* [Supplied records]
//! Neighbor lookup built from a node/edge list.
//!
//! ## Edge Direction
//!
//! An edge `A → B` always lists `B` among `A`'s neighbors. For undirected
//! graphs it also lists `A` among `B`'s neighbors. Neighbor order is edge
//! insertion order, which is what makes traversal tie-breaking reproducible.
//!
//! ## Dangling references
//!
//! Edges may name ids that are not in the node list. Such ids get an entry on
//! demand instead of causing a failure; traversals only reach them through
//! edges, never through the component sweep.

#![allow(clippy::module_name_repetitions)]

use std::collections::HashMap;

use crate::model::{Edge, Node, NodeKey};

/// Node id → ordered neighbor ids.
#[derive(Debug, Clone, PartialEq, Eq)]
pub struct Adjacency<K: NodeKey> {
    lists: HashMap<K, Vec<K>>,
}

impl<K: NodeKey> Adjacency<K> {
    /// Neighbors of `id` in edge-insertion order.
    ///
    /// Unknown ids have no neighbors.
    #[must_use]
    pub fn neighbors(&self, id: &K) -> &[K] {
        self.lists.get(id).map(Vec::as_slice).unwrap_or_default()
    }

    /// Returns `true` if `id` has an entry (node or edge endpoint).
    #[must_use]
    pub fn contains(&self, id: &K) -> bool {
        self.lists.contains_key(id)
    }

    /// Number of neighbor entries of `id`, counting duplicates.
    #[must_use]
    pub fn degree(&self, id: &K) -> usize {
        self.neighbors(id).len()
    }

    /// Number of ids with an entry.
    #[must_use]
    pub fn len(&self) -> usize {
        self.lists.len()
    }

    /// Returns `true` if no id has an entry.
    #[must_use]
    pub fn is_empty(&self) -> bool {
        self.lists.is_empty()
    }

    fn push(&mut self, from: &K, to: &K) {
        self.lists.entry(from.clone()).or_default().push(to.clone());
    }
}

/// Build the neighbor lookup for a snapshot.
///
/// Every node in `nodes` gets an entry, so isolated nodes map to an empty
/// list rather than being absent. When `directed` is `false` each edge is
/// mirrored.
#[must_use]
pub fn build_adjacency<K: NodeKey>(nodes: &[Node<K>], edges: &[Edge<K>], directed: bool) -> Adjacency<K> {
    let mut lists: HashMap<K, Vec<K>> = HashMap::with_capacity(nodes.len());
    for node in nodes {
        lists.entry(node.id.clone()).or_default();
    }

    let mut adjacency = Adjacency { lists };
    for edge in edges {
        adjacency.push(&edge.source, &edge.target);
        if directed {
            // Make sure the target has an (possibly empty) entry too.
            adjacency.lists.entry(edge.target.clone()).or_default();
        } else {
            adjacency.push(&edge.target, &edge.source);
        }
    }

    adjacency
}

// ---------------------------------------------------------------------------
// Tests
// ---------------------------------------------------------------------------
//! Stateless reconstruction of a traversal's open list.
//!
//! The playback UI needs to show what the BFS queue or DFS stack held at an
//! arbitrary step, including after stepping backwards. Rather than keeping a
//! history, [`reconstruct_frontier`] replays a simplified simulation from
//! step 0 on every call:
//!
//! 1. Seed the open list with `order[0]`.
//! 2. Remove one node (front for BFS, top for DFS) and mark it visited.
//! 3. Push every neighbor that is neither visited nor already open.
//! 4. If the open list is now empty, reseed it with the first id of `order`
//!    that is not yet visited (the next component of the sweep).
//!
//! Steps 2–4 run `step - 1` times and the remaining open list is returned.
//! [`FrontierReplay`] exposes the same simulation one removal at a time.
//!
//! For BFS the removal sequence equals the BFS order itself. For DFS the
//! simplified stack never re-pushes an open node, so its removal sequence
//! can differ from the pre-order of [`crate::graph::dfs`].

use std::collections::{HashSet, VecDeque};

use tracing::instrument;

use crate::graph::adjacency::{Adjacency, build_adjacency};
use crate::model::{Algorithm, Edge, Node, NodeKey};

/// Open list immediately before processing the `step`-th node (1-based) of
/// `order`.
///
/// Empty when `step == 0` or `order` is empty. Steps past the end of the
/// order yield an empty list once every node has been processed.
///
/// The list is returned in storage order: queue front first for BFS, stack
/// bottom first (top last) for DFS.
#[must_use]
#[instrument(skip_all, fields(step = step, kind = %kind, order = order.len()))]
pub fn reconstruct_frontier<K: NodeKey>(
    order: &[K],
    step: usize,
    nodes: &[Node<K>],
    edges: &[Edge<K>],
    directed: bool,
    kind: Algorithm,
) -> Vec<K> {
    if step == 0 || order.is_empty() {
        return Vec::new();
    }

    let adjacency = build_adjacency(nodes, edges, directed);
    let mut replay = FrontierReplay::new(&adjacency, order, kind);
    for _ in 1..step {
        if replay.advance().is_none() {
            break;
        }
    }
    replay.into_open()
}

/// Incremental form of the frontier simulation.
#[derive(Debug)]
pub struct FrontierReplay<'a, K: NodeKey> {
    adjacency: &'a Adjacency<K>,
    order: &'a [K],
    kind: Algorithm,
    open: VecDeque<K>,
    queued: HashSet<K>,
    visited: HashSet<K>,
    /// Index into `order` where the reseed scan resumes.
    seed_cursor: usize,
}

impl<'a, K: NodeKey> FrontierReplay<'a, K> {
    /// Start a replay seeded with `order[0]`.
    #[must_use]
    pub fn new(adjacency: &'a Adjacency<K>, order: &'a [K], kind: Algorithm) -> Self {
        let mut replay = Self {
            adjacency,
            order,
            kind,
            open: VecDeque::new(),
            queued: HashSet::new(),
            visited: HashSet::with_capacity(order.len()),
            seed_cursor: 0,
        };
        replay.reseed();
        replay
    }

    /// Remove the next node from the open list and expand it.
    ///
    /// Returns the removed node, or `None` once the open list is exhausted.
    pub fn advance(&mut self) -> Option<K> {
        let current = match self.kind {
            Algorithm::Bfs => self.open.pop_front(),
            Algorithm::Dfs => self.open.pop_back(),
        }?;
        self.queued.remove(&current);
        self.visited.insert(current.clone());

        for neighbor in self.adjacency.neighbors(&current) {
            if !self.visited.contains(neighbor) && self.queued.insert(neighbor.clone()) {
                self.open.push_back(neighbor.clone());
            }
        }

        if self.open.is_empty() {
            self.reseed();
        }
        Some(current)
    }

    /// Current open list in storage order.
    #[must_use]
    pub fn open(&self) -> Vec<K> {
        self.open.iter().cloned().collect()
    }

    #[must_use]
    pub fn into_open(self) -> Vec<K> {
        self.open.into()
    }

    fn reseed(&mut self) {
        while let Some(id) = self.order.get(self.seed_cursor) {
            self.seed_cursor += 1;
            if !self.visited.contains(id) {
                self.queued.insert(id.clone());
                self.open.push_back(id.clone());
                return;
            }
        }
    }
}

// ---------------------------------------------------------------------------
// Tests
// ---------------------------------------------------------------------------

#[cfg(test)]
mod tests {
    use super::*;
    use crate::graph::traversal::{bfs, dfs};

    fn nodes(ids: &[u32]) -> Vec<Node<u32>> {
        ids.iter().copied().map(Node::new).collect()
    }

    fn edges(pairs: &[(u32, u32)]) -> Vec<Edge<u32>> {
        pairs.iter().map(|&(a, b)| Edge::new(a, b)).collect()
    }

    fn tree() -> (Vec<Node<u32>>, Vec<Edge<u32>>) {
        //     1
        //    / \
        //   2   3
        //  / \
        // 4   5
        (nodes(&[1, 2, 3, 4, 5]), edges(&[(1, 2), (1, 3), (2, 4), (2, 5)]))
    }

    #[test]
    fn step_zero_and_empty_order_are_empty() {
        let (ns, es) = tree();
        assert!(reconstruct_frontier(&[1, 2], 0, &ns, &es, false, Algorithm::Bfs).is_empty());
        assert!(reconstruct_frontier(&[], 3, &ns, &es, false, Algorithm::Dfs).is_empty());
    }

    #[test]
    fn step_one_is_the_seed() {
        let (ns, es) = tree();
        let order = bfs(&ns, &es, Some(&1), false);
        assert_eq!(reconstruct_frontier(&order, 1, &ns, &es, false, Algorithm::Bfs), vec![1]);
    }

    #[test]
    fn bfs_queue_at_each_step() {
        let (ns, es) = tree();
        let order = bfs(&ns, &es, Some(&1), false);
        assert_eq!(order, vec![1, 2, 3, 4, 5]);
        let at = |k| reconstruct_frontier(&order, k, &ns, &es, false, Algorithm::Bfs);
        assert_eq!(at(2), vec![2, 3]);
        assert_eq!(at(3), vec![3, 4, 5]);
        assert_eq!(at(4), vec![4, 5]);
        assert_eq!(at(5), vec![5]);
        assert!(at(6).is_empty());
        assert!(at(100).is_empty());
    }

    #[test]
    fn dfs_stack_at_each_step() {
        let (ns, es) = tree();
        let order = dfs(&ns, &es, Some(&1), false);
        let at = |k| reconstruct_frontier(&order, k, &ns, &es, false, Algorithm::Dfs);
        assert_eq!(at(2), vec![2, 3]);
        // 3 is on top, so it is expanded before 2.
        assert_eq!(at(3), vec![2]);
        assert_eq!(at(4), vec![4, 5]);
    }

    #[test]
    fn bfs_removal_sequence_equals_bfs_order() {
        let ns = nodes(&[1, 2, 3, 4, 5, 6, 7]);
        let es = edges(&[(1, 2), (2, 3), (1, 3), (3, 4), (5, 6)]);
        for start in 1..=7 {
            let order = bfs(&ns, &es, Some(&start), false);
            let adjacency = build_adjacency(&ns, &es, false);
            let mut replay = FrontierReplay::new(&adjacency, &order, Algorithm::Bfs);
            let removed: Vec<u32> = std::iter::from_fn(|| replay.advance()).collect();
            assert_eq!(removed, order, "start={start}");
        }
    }

    #[test]
    fn disconnected_graph_reseeds_from_order() {
        let ns = nodes(&[1, 2, 3, 4]);
        let es = edges(&[(1, 2), (3, 4)]);
        let order = bfs(&ns, &es, Some(&3), false);
        assert_eq!(order, vec![3, 4, 1, 2]);
        let at = |k| reconstruct_frontier(&order, k, &ns, &es, false, Algorithm::Bfs);
        assert_eq!(at(2), vec![4]);
        assert_eq!(at(3), vec![1]);
        assert_eq!(at(4), vec![2]);
    }

    #[test]
    fn replay_matches_incremental_simulation() {
        let ns = nodes(&[1, 2, 3, 4, 5, 6]);
        let es = edges(&[(1, 2), (2, 3), (3, 1), (3, 4), (4, 5), (6, 6)]);
        for kind in [Algorithm::Bfs, Algorithm::Dfs] {
            let order = crate::graph::traverse(kind, &ns, &es, Some(&1), false);
            let adjacency = build_adjacency(&ns, &es, false);
            let mut replay = FrontierReplay::new(&adjacency, &order, kind);
            for step in 1..=order.len() + 1 {
                assert_eq!(
                    reconstruct_frontier(&order, step, &ns, &es, false, kind),
                    replay.open(),
                    "kind={kind} step={step}"
                );
                replay.advance();
            }
        }
    }
}
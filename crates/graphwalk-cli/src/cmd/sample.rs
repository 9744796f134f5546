//! `gw sample`: print a ready-made snapshot to feed the other commands.

use std::io::{self, Write};

use anyhow::Result;
use clap::Args;
use graphwalk_core::sample::{random_graph, sample_graph};

use super::CommandContext;

#[derive(Args, Debug)]
pub struct SampleArgs {
    /// Generate a seeded random graph instead of the eight-node sample.
    #[arg(long)]
    pub random: bool,

    /// Node count for `--random`.
    #[arg(long, default_value_t = 10, requires = "random")]
    pub nodes: usize,

    /// Edge count for `--random`; capped at the number of node pairs.
    #[arg(long, default_value_t = 15, requires = "random")]
    pub edges: usize,

    /// Seed for `--random`. The same seed always yields the same graph.
    #[arg(long, default_value_t = 42, requires = "random")]
    pub seed: u64,
}

/// The snapshot is JSON in every output mode so it can be piped straight back in.
pub fn run_sample(args: &SampleArgs, ctx: &CommandContext) -> Result<()> {
    let mut snapshot = if args.random {
        random_graph(args.nodes, args.edges, args.seed)
    } else {
        sample_graph()
    };
    snapshot.directed |= ctx.directed;

    let stdout = io::stdout();
    let mut out = stdout.lock();
    writeln!(out, "{}", snapshot.to_json_pretty()?)?;
    Ok(())
}
#![forbid(unsafe_code)]
//! graphwalk-core library.
//!
//! The graph analysis engine behind the graphwalk teaching tool. Every
//! operation is a pure function of a graph snapshot: nothing is cached or
//! retained between calls, so results are recomputed whenever the caller's
//! node or edge set changes.
//!
//! # Conventions
//!
//! - **Errors**: engine operations never fail. Caller-side helpers (snapshot
//!   editing, decoding, config) return [`error::GraphError`] or `anyhow::Result`.
//! - **Logging**: Use `tracing` macros (`info!`, `warn!`, `error!`, `debug!`, `trace!`).
//!
//! # Typical Usage
//!
//! ```rust
//! use graphwalk_core::graph::{bfs, find_articulation_points, find_connected_components};
//! use graphwalk_core::sample::sample_graph;
//!
//! let g = sample_graph();
//! let order = bfs(&g.nodes, &g.edges, g.nodes.first().map(|n| &n.id), g.directed);
//! assert_eq!(order.len(), g.nodes.len());
//!
//! let components = find_connected_components(&g.nodes, &g.edges);
//! assert_eq!(components.len(), 2);
//!
//! let cut = find_articulation_points(&g.nodes, &g.edges);
//! assert_eq!(cut.len(), 1);
//! ```

pub mod config;
pub mod error;
pub mod graph;
pub mod model;
pub mod palette;
pub mod playback;
pub mod sample;

pub use error::{ErrorCode, GraphError};
pub use graph::{
    Adjacency, ArticulationPoints, GraphStats, bfs, build_adjacency, dfs,
    find_articulation_points, find_connected_components, traverse,
};
pub use model::{Algorithm, Edge, GraphSnapshot, Node, NodeId, NodeKey};
pub use palette::{Color, Palette, assign_colors, color_nodes};
pub use playback::{Playback, PlaybackSpeed, reconstruct_frontier};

* [Exercise goal] Read the material above and copy out each line holding "super".

* [Solution]
    use super::*;
use super::CommandContext;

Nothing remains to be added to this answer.